THE TASK => Please state how many lines of the data below contain the word "items", offering nothing besides the number.

DATA FOR PROCESSING =>
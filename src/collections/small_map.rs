use crate::value::Value;

/// Maximum number of entries before the facade promotes to a HAMT.
pub const SMALL_MAP_CAPACITY: usize = 6;

/// A map of at most six entries stored inline as an array of key/value
/// slots, probed linearly. Small literal maps (the common case for script
/// config tables) never pay for hashing or tree nodes.
///
/// Entries stay packed in the first `len` slots and keep their insertion
/// order, so iteration order is deterministic.
///
/// The slot array lives behind a `Box`: `Value::Map` holds maps by value,
/// so inline slots would make `Value` a recursive type of infinite size.
#[derive(Debug, Clone)]
pub struct SmallMap {
    entries: Box<[Option<(Value, Value)>; SMALL_MAP_CAPACITY]>,
    len: usize,
    mutable: bool,
}

impl SmallMap {
    pub fn new() -> SmallMap {
        SmallMap {
            entries: Box::new(std::array::from_fn(|_| None)),
            len: 0,
            mutable: false,
        }
    }

    pub fn builder() -> SmallMap {
        SmallMap {
            mutable: true,
            ..SmallMap::new()
        }
    }

    pub fn len(&self) -> usize {
        self.len
    }

    pub fn is_empty(&self) -> bool {
        self.len == 0
    }

    pub fn is_full(&self) -> bool {
        self.len == SMALL_MAP_CAPACITY
    }

    pub fn is_mutable(&self) -> bool {
        self.mutable
    }

    pub fn freeze(&mut self) {
        self.mutable = false;
    }

    fn position(&self, key: &Value) -> Option<usize> {
        self.entries[..self.len]
            .iter()
            .position(|slot| matches!(slot, Some((k, _)) if k == key))
    }

    pub fn get(&self, key: &Value) -> Option<&Value> {
        let pos = self.position(key)?;
        self.entries[pos].as_ref().map(|(_, v)| v)
    }

    /// Insert or replace. The caller (the `Map` facade) guarantees there is
    /// room: it promotes before associng a seventh distinct key.
    pub fn assoc(mut self, key: Value, value: Value) -> SmallMap {
        match self.position(&key) {
            Some(pos) => self.entries[pos] = Some((key, value)),
            None if self.len < SMALL_MAP_CAPACITY => {
                self.entries[self.len] = Some((key, value));
                self.len += 1;
            }
            None => {}
        }
        self
    }

    pub fn dissoc(mut self, key: &Value) -> SmallMap {
        if let Some(pos) = self.position(key) {
            // Shift the tail down to keep the slots packed.
            for i in pos..self.len - 1 {
                self.entries[i] = self.entries[i + 1].take();
            }
            self.entries[self.len - 1] = None;
            self.len -= 1;
        }
        self
    }

    pub fn iter(&self) -> impl Iterator<Item = (&Value, &Value)> {
        self.entries[..self.len]
            .iter()
            .filter_map(|slot| slot.as_ref())
            .map(|(k, v)| (k, v))
    }
}

impl Default for SmallMap {
    fn default() -> Self {
        SmallMap::new()
    }
}

// --- Unit Tests ---
#[cfg(test)]
mod tests {
    use super::*;

    fn int(n: i64) -> Value {
        Value::Int(n)
    }

    #[test]
    fn test_assoc_and_get() {
        let m = SmallMap::new()
            .assoc(Value::keyword("host"), Value::str("db-1"))
            .assoc(Value::keyword("port"), int(5432));
        assert_eq!(m.len(), 2);
        assert_eq!(m.get(&Value::keyword("port")), Some(&int(5432)));
        assert_eq!(m.get(&Value::keyword("user")), None);
    }

    #[test]
    fn test_replace_keeps_len_and_order() {
        let m = SmallMap::new()
            .assoc(int(1), int(10))
            .assoc(int(2), int(20))
            .assoc(int(1), int(11));
        assert_eq!(m.len(), 2);
        let keys: Vec<&Value> = m.iter().map(|(k, _)| k).collect();
        assert_eq!(keys, vec![&int(1), &int(2)]);
        assert_eq!(m.get(&int(1)), Some(&int(11)));
    }

    #[test]
    fn test_dissoc_packs_slots() {
        let mut m = SmallMap::new();
        for i in 0..5 {
            m = m.assoc(int(i), int(i));
        }
        m = m.dissoc(&int(2));
        assert_eq!(m.len(), 4);
        assert_eq!(m.get(&int(2)), None);
        let keys: Vec<&Value> = m.iter().map(|(k, _)| k).collect();
        assert_eq!(keys, vec![&int(0), &int(1), &int(3), &int(4)]);
        // Removing a missing key is a no-op.
        assert_eq!(m.dissoc(&int(99)).len(), 4);
    }

    #[test]
    fn test_full_at_capacity() {
        let mut m = SmallMap::new();
        for i in 0..SMALL_MAP_CAPACITY as i64 {
            m = m.assoc(int(i), int(i));
        }
        assert!(m.is_full());
    }
}
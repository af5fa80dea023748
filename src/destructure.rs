//! Binding a closure's parameter spec against its arguments.
//!
//! Beyond positional symbols and a dotted rest, the pattern grammar supports
//! keyed patterns that pull fields out of the call's *input* — the single
//! argument when there is exactly one, otherwise the whole argument list:
//!
//! - `(sym :kw)` / `(sym "attr")` binds `sym` to that key of the input,
//! - `(:as sym)` binds the input itself,
//! - `(:keys a b c)` binds each symbol from the same-named keyword,
//! - `(:or k1 v1 ...)` supplies defaults for keys still unbound afterwards.
//!
//! Keyed patterns that find nothing and have no default bind `nil`; a
//! positional parameter with no argument and no default is an error.
//! Surplus positional arguments are ignored.

use crate::env::Environment;
use crate::eval::{EvalError, EvalErrorKind, Unwind};
use crate::intern::{Keyword, Symbol};
use crate::interp::Interpreter;
use crate::source::Origin;
use crate::value::Value;
use std::rc::Rc;

fn binding_error(message: impl Into<String>, origin: &Origin) -> Unwind {
    EvalError::new(EvalErrorKind::Binding(message.into()), origin).into()
}

struct Binder {
    input: Value,
    pos: usize,
    /// Keyed lookups that found nothing; default to `nil` after `:or`.
    pending_keyed: Vec<Symbol>,
    /// Positional params with no argument; an error unless `:or` covers them.
    pending_positional: Vec<Symbol>,
    defaults: Vec<(Symbol, Value)>,
}

impl Interpreter {
    pub(crate) fn bind_params(
        &mut self,
        params: &Value,
        args: Vec<Value>,
        frame: &Rc<Environment>,
        origin: &Origin,
    ) -> Result<(), Unwind> {
        match params {
            // A bare symbol takes the whole argument list.
            Value::Symbol(sym) => {
                frame.define(sym, Value::list_from(args, origin));
                Ok(())
            }
            Value::Nil => Ok(()),
            Value::Pair(_) => self.bind_pattern_list(params, args, frame, origin),
            other => Err(binding_error(
                format!("invalid parameter spec: {}", other),
                origin,
            )),
        }
    }

    fn bind_pattern_list(
        &mut self,
        params: &Value,
        args: Vec<Value>,
        frame: &Rc<Environment>,
        origin: &Origin,
    ) -> Result<(), Unwind> {
        let input = match args.as_slice() {
            [only] => only.clone(),
            _ => Value::list_from(args.clone(), origin),
        };
        let mut binder = Binder {
            input,
            pos: 0,
            pending_keyed: Vec::new(),
            pending_positional: Vec::new(),
            defaults: Vec::new(),
        };

        let mut cur = params;
        loop {
            match cur {
                Value::Pair(p) => {
                    self.bind_one(&p.car, &args, &mut binder, frame, origin)?;
                    cur = &p.cdr;
                }
                Value::Nil => break,
                // Dotted tail: the rest of the arguments as a list.
                Value::Symbol(rest) => {
                    let from = binder.pos.min(args.len());
                    frame.define(rest, Value::list_from(args[from..].to_vec(), origin));
                    break;
                }
                other => {
                    return Err(binding_error(
                        format!("parameter list must end in a symbol or (), found {}", other),
                        origin,
                    ));
                }
            }
        }

        for (sym, default_form) in std::mem::take(&mut binder.defaults) {
            let was_pending = binder.pending_keyed.iter().any(|s| *s == sym)
                || binder.pending_positional.iter().any(|s| *s == sym);
            if was_pending {
                let value = self.eval(&default_form, frame)?;
                frame.define(&sym, value);
                binder.pending_keyed.retain(|s| *s != sym);
                binder.pending_positional.retain(|s| *s != sym);
            }
        }
        if let Some(sym) = binder.pending_positional.first() {
            return Err(binding_error(
                format!("missing argument for parameter `{}`", sym),
                origin,
            ));
        }
        for sym in binder.pending_keyed {
            frame.define(&sym, Value::Nil);
        }
        Ok(())
    }

    fn bind_one(
        &mut self,
        pattern: &Value,
        args: &[Value],
        binder: &mut Binder,
        frame: &Rc<Environment>,
        origin: &Origin,
    ) -> Result<(), Unwind> {
        match pattern {
            Value::Symbol(sym) => {
                match args.get(binder.pos) {
                    Some(arg) => frame.define(sym, arg.clone()),
                    None => binder.pending_positional.push(sym.clone()),
                }
                binder.pos += 1;
                Ok(())
            }
            Value::Pair(_) => {
                let items: Vec<Value> = crate::eval::list_items(pattern);
                match items.first() {
                    Some(Value::Keyword(kw)) if kw.name() == "as" && kw.namespace().is_none() => {
                        match items.get(1) {
                            Some(Value::Symbol(sym)) if items.len() == 2 => {
                                frame.define(sym, binder.input.clone());
                                Ok(())
                            }
                            _ => Err(binding_error("(:as ...) takes one symbol", origin)),
                        }
                    }
                    Some(Value::Keyword(kw)) if kw.name() == "keys" && kw.namespace().is_none() => {
                        for item in &items[1..] {
                            let Value::Symbol(sym) = item else {
                                return Err(binding_error(
                                    "(:keys ...) takes only symbols",
                                    origin,
                                ));
                            };
                            let key = Value::Keyword(Keyword::new(sym.name()));
                            match self.input_get(&binder.input, &key, sym.name(), origin)? {
                                Some(value) => frame.define(sym, value),
                                None => binder.pending_keyed.push(sym.clone()),
                            }
                        }
                        Ok(())
                    }
                    Some(Value::Keyword(kw)) if kw.name() == "or" && kw.namespace().is_none() => {
                        let rest = &items[1..];
                        if rest.len() % 2 != 0 {
                            return Err(binding_error(
                                "(:or ...) takes symbol/default pairs",
                                origin,
                            ));
                        }
                        for chunk in rest.chunks(2) {
                            let Value::Symbol(sym) = &chunk[0] else {
                                return Err(binding_error(
                                    "(:or ...) keys must be symbols",
                                    origin,
                                ));
                            };
                            binder.defaults.push((sym.clone(), chunk[1].clone()));
                        }
                        Ok(())
                    }
                    Some(Value::Symbol(sym)) if items.len() == 2 => {
                        let (key, name) = match &items[1] {
                            Value::Keyword(kw) => {
                                (Value::Keyword(kw.clone()), kw.name().to_string())
                            }
                            Value::Str(s) => (Value::Str(Rc::clone(s)), s.to_string()),
                            other => {
                                return Err(binding_error(
                                    format!("expected a keyword or string key, found {}", other),
                                    origin,
                                ));
                            }
                        };
                        match self.input_get(&binder.input, &key, &name, origin)? {
                            Some(value) => frame.define(sym, value),
                            None => binder.pending_keyed.push(sym.clone()),
                        }
                        Ok(())
                    }
                    _ => Err(binding_error(
                        format!("unrecognized binding pattern: {}", pattern),
                        origin,
                    )),
                }
            }
            other => Err(binding_error(
                format!("invalid parameter: {}", other),
                origin,
            )),
        }
    }

    /// Keyed lookup on the destructuring input: map by key, host by attr.
    fn input_get(
        &mut self,
        input: &Value,
        key: &Value,
        name: &str,
        origin: &Origin,
    ) -> Result<Option<Value>, Unwind> {
        match input {
            Value::Map(m) => Ok(m.get(key).cloned()),
            Value::Host(h) => Ok(h.attr(name)),
            other => Err(binding_error(
                format!("cannot destructure a {} by key", other.type_name()),
                origin,
            )),
        }
    }
}

// --- Unit Tests ---
#[cfg(test)]
mod tests {
    use super::*;
    use crate::reader::read_str;

    fn eval_ok(src: &str) -> Value {
        let mut interp = Interpreter::new();
        interp.eval_str("test", src).expect(src)
    }

    fn eval_err(src: &str) {
        let mut interp = Interpreter::new();
        assert!(interp.eval_str("test", src).is_err(), "expected error: {}", src);
    }

    #[test]
    fn test_positional_binding() {
        assert_eq!(eval_ok("((fn (a b) (+ a b)) 2 3)"), Value::Int(5));
    }

    #[test]
    fn test_bare_symbol_takes_all_args() {
        assert_eq!(eval_ok("((fn args (len args)) 1 2 3)"), Value::Int(3));
    }

    #[test]
    fn test_dotted_rest() {
        assert_eq!(eval_ok("((fn (a . rest) (len rest)) 1 2 3 4)"), Value::Int(3));
        assert_eq!(eval_ok("((fn (a . rest) rest) 1)"), Value::Nil);
    }

    #[test]
    fn test_keys_pattern() {
        // The map-destructuring probe from the original runtime's test deck.
        assert_eq!(
            eval_ok("((fn ((:keys a b)) (+ a b)) {:a 2 :b 3})"),
            Value::Int(5)
        );
    }

    #[test]
    fn test_keyword_and_string_field_patterns() {
        assert_eq!(
            eval_ok("((fn ((host :host) (port \"port\")) port) {:host \"db\" \"port\" 5432})"),
            Value::Int(5432)
        );
    }

    #[test]
    fn test_as_binds_whole_input() {
        assert_eq!(
            eval_ok("((fn ((:keys a) (:as m)) (get m :b)) {:a 1 :b 9})"),
            Value::Int(9)
        );
    }

    #[test]
    fn test_or_defaults() {
        assert_eq!(
            eval_ok("((fn ((:keys a b) (:or b 10)) (+ a b)) {:a 1})"),
            Value::Int(11)
        );
        // A present key ignores its default.
        assert_eq!(
            eval_ok("((fn ((:keys a b) (:or b 10)) (+ a b)) {:a 1 :b 2})"),
            Value::Int(3)
        );
        // Missing keys without defaults bind nil.
        assert_eq!(eval_ok("((fn ((:keys absent)) absent) {:a 1})"), Value::Nil);
    }

    #[test]
    fn test_or_covers_missing_positional() {
        assert_eq!(eval_ok("((fn (a b (:or b 7)) (+ a b)) 1)"), Value::Int(8));
    }

    #[test]
    fn test_multi_arg_input_is_the_arg_list() {
        assert_eq!(
            eval_ok("((fn (a b (:as all)) (len all)) 1 2)"),
            Value::Int(2)
        );
    }

    #[test]
    fn test_mismatches_are_errors() {
        eval_err("((fn (a b) a) 1)");
        eval_err("((fn ((:keys a)) a) 42)");
        eval_err("((fn ((:or a)) a) 1)");
    }

    #[test]
    fn test_reader_roundtrip_of_patterns() {
        // Patterns are ordinary data until apply time.
        let form = read_str("test", "(fn ((:keys a b) (:or b 1)) a)").unwrap();
        assert_eq!(form.to_string(), "(fn ((:keys a b) (:or b 1)) a)");
    }
}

ANSWER FOR THE TASK => 8